Background information
- Also known as: Torchmann, Torchkinski, DJ Haitian Star
- Born: Frederik Hahn September 29, 1971 (age 54)
- Origin: Heidelberg, Germany
- Genres: German hip hop
- Years active: 1980s–present
- Website: www.mctorch.de

= Torch (German rapper) =

Frederik Hahn (born September 29, 1971 in Heidelberg), better known by his stage name Torch, is a German rapper. He is also known as DJ Haitian Star. He was among the first German rappers who began rapping in German in the mid-1980s in Heidelberg, laying the foundation for the success of German hip hop music. In 1985, Afrika Bambaataa named him king of the first German chapter of the Zulu Nation and also gave him the title: Overlord of Sound & Culture.

== Career ==
In 1987, Torch founded the group Advanced Chemistry with Toni L, Linguist, Gee-One and DJ Mike MD. In 1992, the song Fremd im eigenen Land ("Stranger in one's own country") became the group's first hit. Primarily due to exposure on the cable television network MTV, the song garnered attention outside of Germany's hip hop scene, which was still quite small at the time.

In 2000 he rapped with KRS-One and MC Rene on DJ Tomekk's Single Return of Hip-Hop, which placed in the German charts for 9 weeks.
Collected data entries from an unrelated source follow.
//! Shared types for the Azure Data Protection resource provider.
//!
//! This module contains the supported API versions and the ARM envelope types
//! common to every operation group.

use azure_data_protection_core::error::{DataProtectionError, DataProtectionResult};
use azure_data_protection_core::version::ApiVersionSet;
use percent_encoding::{AsciiSet, CONTROLS};
use reqwest::{Response, StatusCode};
use serde::de::DeserializeOwned;
use serde::{Deserialize, Serialize};

/// Characters escaped in a single ARM path segment.
const PATH_SEGMENT: &AsciiSet = &CONTROLS
    .add(b' ')
    .add(b'"')
    .add(b'<')
    .add(b'>')
    .add(b'`')
    .add(b'#')
    .add(b'?')
    .add(b'{')
    .add(b'}')
    .add(b'/')
    .add(b'\\')
    .add(b'%');

const ASYNC_OPERATION_HEADER: &str = "azure-asyncoperation";
const RETRY_AFTER_HEADER: &str = "retry-after";

/// Resource provider namespace used in every ARM path.
pub const PROVIDER_NAMESPACE: &str = "Microsoft.DataProtection";

/// API version used when neither an explicit version nor a profile selects one.
pub const DEFAULT_API_VERSION: &str = "2021-07-01";

/// Every API version this crate knows the shapes of, oldest first.
pub const SUPPORTED_API_VERSIONS: [&str; 4] = [
    "2021-01-01",
    "2021-02-01-preview",
    "2021-06-01-preview",
    "2021-07-01",
];

/// The supported versions with [`DEFAULT_API_VERSION`] as the default.
pub fn api_versions() -> DataProtectionResult<ApiVersionSet> {
    ApiVersionSet::new(SUPPORTED_API_VERSIONS, DEFAULT_API_VERSION)
}

/// Creation and modification metadata ARM attaches to resources.
#[derive(Debug, Clone, Default, PartialEq, Serialize, Deserialize)]
#[serde(rename_all = "camelCase")]
pub struct SystemData {
    #[serde(skip_serializing_if = "Option::is_none")]
    pub created_by: Option<String>,
    #[serde(skip_serializing_if = "Option::is_none")]
    pub created_by_type: Option<String>,
    #[serde(skip_serializing_if = "Option::is_none")]
    pub created_at: Option<String>,
    #[serde(skip_serializing_if = "Option::is_none")]
    pub last_modified_by: Option<String>,
    #[serde(skip_serializing_if = "Option::is_none")]
    pub last_modified_by_type: Option<String>,
    #[serde(skip_serializing_if = "Option::is_none")]
    pub last_modified_at: Option<String>,
}

/// Managed identity attached to a backup vault.
#[derive(Debug, Clone, Default, PartialEq, Serialize, Deserialize)]
#[serde(rename_all = "camelCase")]
pub struct DppIdentityDetails {
    /// Identity type, e.g. `"SystemAssigned"` or `"None"`.
    #[serde(rename = "type", skip_serializing_if = "Option::is_none")]
    pub identity_type: Option<String>,
    #[serde(skip_serializing_if = "Option::is_none")]
    pub principal_id: Option<String>,
    #[serde(skip_serializing_if = "Option::is_none")]
    pub tenant_id: Option<String>,
}

impl DppIdentityDetails {
    /// A system-assigned managed identity.
    pub fn system_assigned() -> Self {
        Self {
            identity_type: Some("SystemAssigned".into()),
            ..Self::default()
        }
    }
}

/// The outcome of a PUT or PATCH on a resource that may be provisioned
/// asynchronously.
#[derive(Debug, Clone, PartialEq)]
pub enum WriteResponse<T> {
    /// The service returned the written resource.
    Completed(T),
    /// The service accepted the request and is still applying it.
    Accepted(AcceptedOperation),
}

impl<T> WriteResponse<T> {
    pub fn is_accepted(&self) -> bool {
        matches!(self, Self::Accepted(_))
    }

    pub fn resource(&self) -> Option<&T> {
        match self {
            Self::Completed(resource) => Some(resource),
            Self::Accepted(_) => None,
        }
    }

    pub fn into_resource(self) -> Option<T> {
        match self {
            Self::Completed(resource) => Some(resource),
            Self::Accepted(_) => None,
        }
    }
}

/// Where to track a long-running write the service accepted.
#[derive(Debug, Clone, Default, PartialEq, Eq)]
pub struct AcceptedOperation {
    /// `Azure-AsyncOperation` status URL.
    pub async_operation: Option<String>,
    /// `Location` URL.
    pub location: Option<String>,
    /// Suggested polling interval in seconds.
    pub retry_after: Option<u64>,
}

impl AcceptedOperation {
    fn from_response(response: &Response) -> Self {
        let header = |name: &str| {
            response
                .headers()
                .get(name)
                .and_then(|value| value.to_str().ok())
                .map(str::to_string)
        };

        Self {
            async_operation: header(ASYNC_OPERATION_HEADER),
            location: header(reqwest::header::LOCATION.as_str()),
            retry_after: header(RETRY_AFTER_HEADER).and_then(|v| v.trim().parse().ok()),
        }
    }
}

/// Read a write response: `202 Accepted` or an empty body means the service
/// is still provisioning, anything else carries the resource.
pub(crate) async fn write_response<T: DeserializeOwned>(
    response: Response,
) -> DataProtectionResult<WriteResponse<T>> {
    let accepted = AcceptedOperation::from_response(&response);
    let status = response.status();
    let body = response.text().await?;

    if status == StatusCode::ACCEPTED || body.trim().is_empty() {
        tracing::debug!(
            status = status.as_u16(),
            async_operation = ?accepted.async_operation,
            "write accepted"
        );
        return Ok(WriteResponse::Accepted(accepted));
    }

    Ok(WriteResponse::Completed(serde_json::from_str(&body)?))
}

/// Validate and percent-encode one ARM path segment.
pub(crate) fn path_segment(label: &str, value: &str) -> DataProtectionResult<String> {
    let value = require(label, value)?;
    Ok(percent_encoding::utf8_percent_encode(value, PATH_SEGMENT).to_string())
}

/// Reject blank path segments so they cannot collapse an ARM path.
pub(crate) fn require<'a>(label: &str, value: &'a str) -> DataProtectionResult<&'a str> {
    if value.trim().is_empty() {
        Err(DataProtectionError::invalid_argument(format!(
            "{label} cannot be empty"
        )))
    } else {
        Ok(value)
    }
}

#[cfg(test)]
mod tests {
    use super::*;

    #[test]
    fn test_supported_versions_contain_default() {
        let set = api_versions().expect("valid version set");
        assert_eq!(set.default_version(), DEFAULT_API_VERSION);
        assert_eq!(set.len(), SUPPORTED_API_VERSIONS.len());
    }

    #[test]
    fn test_system_data_deserialization() {
        let json = serde_json::json!({
            "createdBy": "user@contoso.com",
            "createdByType": "User",
            "createdAt": "2021-07-01T10:00:00Z"
        });

        let data: SystemData = serde_json::from_value(json).unwrap();
        assert_eq!(data.created_by.as_deref(), Some("user@contoso.com"));
        assert_eq!(data.created_by_type.as_deref(), Some("User"));
        assert!(data.last_modified_at.is_none());
    }

    #[test]
    fn test_identity_serialization() {
        let json = serde_json::to_value(DppIdentityDetails::system_assigned()).unwrap();
        assert_eq!(json, serde_json::json!({"type": "SystemAssigned"}));
    }

    #[test]
    fn test_require_rejects_blank() {
        assert!(require("vault_name", "vault1").is_ok());
        let err = require("vault_name", " ").unwrap_err();
        assert!(err.to_string().contains("vault_name cannot be empty"));
    }

    #[test]
    fn test_path_segment_escapes_delimiters() {
        assert_eq!(path_segment("vault_name", "vault-1").unwrap(), "vault-1");
        assert_eq!(
            path_segment("vault_name", "v?x=1#frag").unwrap(),
            "v%3Fx=1%23frag"
        );
        assert_eq!(path_segment("vault_name", "a/../b").unwrap(), "a%2F..%2Fb");
        assert_eq!(path_segment("vault_name", "50%").unwrap(), "50%25");
        assert!(path_segment("vault_name", "").is_err());
    }

    #[test]
    fn test_write_response_accessors() {
        let done: WriteResponse<u32> = WriteResponse::Completed(7);
        assert!(!done.is_accepted());
        assert_eq!(done.resource(), Some(&7));

        let pending: WriteResponse<u32> = WriteResponse::Accepted(AcceptedOperation::default());
        assert!(pending.is_accepted());
        assert_eq!(pending.into_resource(), None);
    }
}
In the joint video, the hip hop was brought to the hospital in an ambulance and revived by nurses.

Torch's first (and so far only) solo-album was Blauer Samt ("Blue Velvet"), released in 2000.

He worked with international artists like Afrika Bambaataa, Freestyle (Ex-Arsonists), Grandmaster Caz (Cold Crush Bros), Jurassic 5, KRS1 (BDP), Melle Mel, Missing Linx (Al Tariq-Ex Beatnuts), Whipper Whip & Virtuoso (Boston), Fréro-La Mixture (France). After his introduction to Bambaataa, Torch was given the task of heading up the very first German chapter of the Zulu nation as well as collaborating for the socially conscious German hip-hop concert, 'Rap against the Right'. Torch was chosen for these tasks because of his social consciousness as purveyed through his music and lyrics. Advanced Chemistry (and specifically Torch) have expressed the desire to remain largely underground while other German hip hop groups have sought stardom, but a common view shared by these other groups and Torch is their view on "Americanness." Author Timothy Brown cites Torch as stating, "What the American do is exotic for us because we don't live like they do. What they do seems to be more interesting and newer. But not for me. For me it's more exciting to experience my fellow Germans in new contexts... For me it's interesting to see what the kids try to do that's different from what I know."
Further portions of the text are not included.